Curcumin, a polyphenolic compound derived from rhizomes of Curcuma spp., has been shown to possess potent anti-fibrotic properties. Here, we investigate the role of curcumin in modulating the profibrotic action of TGF-beta in human proximal tubule cells (HK-2) and its underlying mechanisms.

METHODS

HK-2 cells were stimulated with 5 ng/ml TGF-beta(1).

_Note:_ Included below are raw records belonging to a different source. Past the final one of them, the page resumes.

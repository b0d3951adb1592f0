//! Pipeline executor.
//!
//! # Design
//! - `Start -> Fetching -> (CacheLookup | Failed)`; without a transform the fetched
//!   bytes are returned directly and the cache is never consulted.
//! - With a transform: `CacheLookup -> Hit -> Respond`, or
//!   `CacheLookup -> Miss -> Apply -> Encode -> Store -> Respond`.
//! - Rendering runs on the blocking pool. A failed store is logged and counted;
//!   the freshly rendered bytes are still returned.
//! - No per-key coordination: racing misses both render and both store, and the
//!   last write wins.

use std::sync::Arc;
use std::time::Instant;

use bytes::Bytes;
use imgrelay_cache::{CacheKey, CacheLookup, CacheStore};
use imgrelay_fetch::{FetchError, FetchOutcome, FetchResolver, RemoteRequest};
use imgrelay_telemetry::{CacheOutcome, FetchOutcomeLabel, Metrics, TransformOutcome};
use tracing::{debug, warn};

use crate::codec::{ImageCodec, render};
use crate::error::{PipelineError, PipelineResult};
use crate::raster::RasterCodec;
use crate::variant::Variant;

/// How the cache participated in producing a response.
#[derive(Debug, Clone, Copy, PartialEq, Eq)]
pub enum CacheStatus {
    /// No transform was requested, or caching is disabled.
    Bypass,
    /// Served from a stored variant.
    Hit,
    /// Rendered fresh (and stored when possible).
    Miss,
}

impl CacheStatus {
    /// Lowercase label for headers and logs.
    #[must_use]
    pub const fn as_str(self) -> &'static str {
        match self {
            Self::Bypass => "bypass",
            Self::Hit => "hit",
            Self::Miss => "miss",
        }
    }
}

/// Bytes ready to be sent to the client.
#[derive(Debug, Clone, PartialEq, Eq)]
pub struct Rendered {
    /// Response body.
    pub bytes: Bytes,
    /// Negotiated MIME type.
    pub mime_type: String,
    /// Cache participation.
    pub cache: CacheStatus,
}

/// Runs fetch, cache lookup, render and store for one request at a time.
pub struct Executor<C = RasterCodec> {
    resolver: FetchResolver,
    cache: Option<Arc<dyn CacheStore>>,
    codec: Arc<C>,
    metrics: Metrics,
}

impl<C> std::fmt::Debug for Executor<C> {
    fn fmt(&self, formatter: &mut std::fmt::Formatter<'_>) -> std::fmt::Result {
        formatter
            .debug_struct("Executor")
            .field("resolver", &self.resolver)
            .field("cache_enabled", &self.cache.is_some())
            .finish_non_exhaustive()
    }
}

impl Executor<RasterCodec> {
    /// Executor using the `image`-backed codec.
    #[must_use]
    pub fn new(
        resolver: FetchResolver,
        cache: Option<Arc<dyn CacheStore>>,
        metrics: Metrics,
    ) -> Self {
        Self::with_codec(resolver, cache, RasterCodec, metrics)
    }
}

impl<C: ImageCodec> Executor<C> {
    /// Executor using a caller-supplied codec.
    #[must_use]
    pub fn with_codec(
        resolver: FetchResolver,
        cache: Option<Arc<dyn CacheStore>>,
        codec: C,
        metrics: Metrics,
    ) -> Self {
        Self {
            resolver,
            cache,
            codec: Arc::new(codec),
            metrics,
        }
    }

    /// Whether transformed variants are persisted.
    #[must_use]
    pub fn cache_enabled(&self) -> bool {
        self.cache.is_some()
    }

    /// Produce the response body for `request` rendered as `variant`.
    ///
    /// # Errors
    ///
    /// Returns [`PipelineError::Fetch`] when the source cannot be fetched,
    /// [`PipelineError::Cache`] when a stored variant cannot be read,
    /// [`PipelineError::TransformApply`] when rendering fails, and
    /// [`PipelineError::Join`] when the render task dies.
    pub async fn execute(
        &self,
        request: &RemoteRequest,
        variant: &Variant,
    ) -> PipelineResult<Rendered> {
        let fetched = self.fetch(request).await?;

        let Some(signature) = variant.signature() else {
            return Ok(Rendered {
                bytes: fetched.bytes,
                mime_type: fetched.mime_type,
                cache: CacheStatus::Bypass,
            });
        };

        let key = match &self.cache {
            Some(cache) => {
                let key = CacheKey::derive(
                    &fetched.bytes,
                    Some(signature.as_str()),
                    &fetched.extension,
                )?;
                if let CacheLookup::Hit(bytes) = cache.get(&key).await? {
                    self.metrics.inc_cache_lookup(CacheOutcome::Hit);
                    debug!(key = %key, "cache hit");
                    return Ok(Rendered {
                        bytes,
                        mime_type: fetched.mime_type,
                        cache: CacheStatus::Hit,
                    });
                }
                self.metrics.inc_cache_lookup(CacheOutcome::Miss);
                debug!(key = %key, "cache miss");
                Some(key)
            }
            None => None,
        };

        let rendered = self.render(&fetched, variant).await?;

        let cache_status = match (&self.cache, key) {
            (Some(cache), Some(key)) => {
                if let Err(err) = cache.put(&key, &rendered).await {
                    self.metrics.inc_cache_write_failure();
                    warn!(key = %key, error = %err, "failed to store rendered variant");
                }
                CacheStatus::Miss
            }
            _ => CacheStatus::Bypass,
        };

        Ok(Rendered {
            bytes: rendered,
            mime_type: fetched.mime_type,
            cache: cache_status,
        })
    }

    async fn fetch(&self, request: &RemoteRequest) -> PipelineResult<FetchOutcome> {
        match self.resolver.fetch(request).await {
            Ok(outcome) => {
                self.metrics.inc_upstream_fetch(FetchOutcomeLabel::Ok);
                Ok(outcome)
            }
            Err(err) => {
                self.metrics.inc_upstream_fetch(fetch_label(&err));
                Err(err.into())
            }
        }
    }

    async fn render(&self, fetched: &FetchOutcome, variant: &Variant) -> PipelineResult<Bytes> {
        let codec = Arc::clone(&self.codec);
        let source = fetched.bytes.clone();
        let variant = variant.clone();
        let extension = fetched.extension.clone();
        let started = Instant::now();

        let result = tokio::task::spawn_blocking(move || {
            render(codec.as_ref(), &source, &variant, &extension)
        })
        .await?;
        match result {
            Ok(bytes) => {
                self.metrics.inc_transform(TransformOutcome::Ok);
                debug!(
                    elapsed_ms = started.elapsed().as_millis(),
                    size = bytes.len(),
                    "rendered variant"
                );
                Ok(Bytes::from(bytes))
            }
            Err(err) => {
                self.metrics.inc_transform(TransformOutcome::Failed);
                Err(err.into())
            }
        }
    }
}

The effects of curcumin on TGF-beta(1)-regulated gene expression and Smad phosphorylation were analyzed by RT-PCR, ELISA and Western blotting.

RESULTS

Curcumin inhibited TGF-beta(1)-induced plasminogen activator inhibitor-1 (PAI-1), alpha-smooth muscle actin (alpha-SMA) mRNA and protein expression. Curcumin suppressed not only TGF-beta(1)-induced Smad2 phosphorylation in a dose- and time-dependent manner, but also the nuclear accumulation of receptor-regulated Smads (R-Smad), Smad2 and Smad3. A serine/threonine protein phosphatase inhibitor (microcystin) could partly reverse the inhibitory effect of curcumin on Smad phosphorylation.

CONCLUSIONS

Curcumin blocks the profibrotic actions of TGF-beta on HK-2 cells through the down-regulation of the Smad signaling pathway, and curcumin may have some similar effect as serine/threonine protein phosphatases. Our findings suggest curcumin as a potential candidate for treatment of tubulointerstitial fibrosis.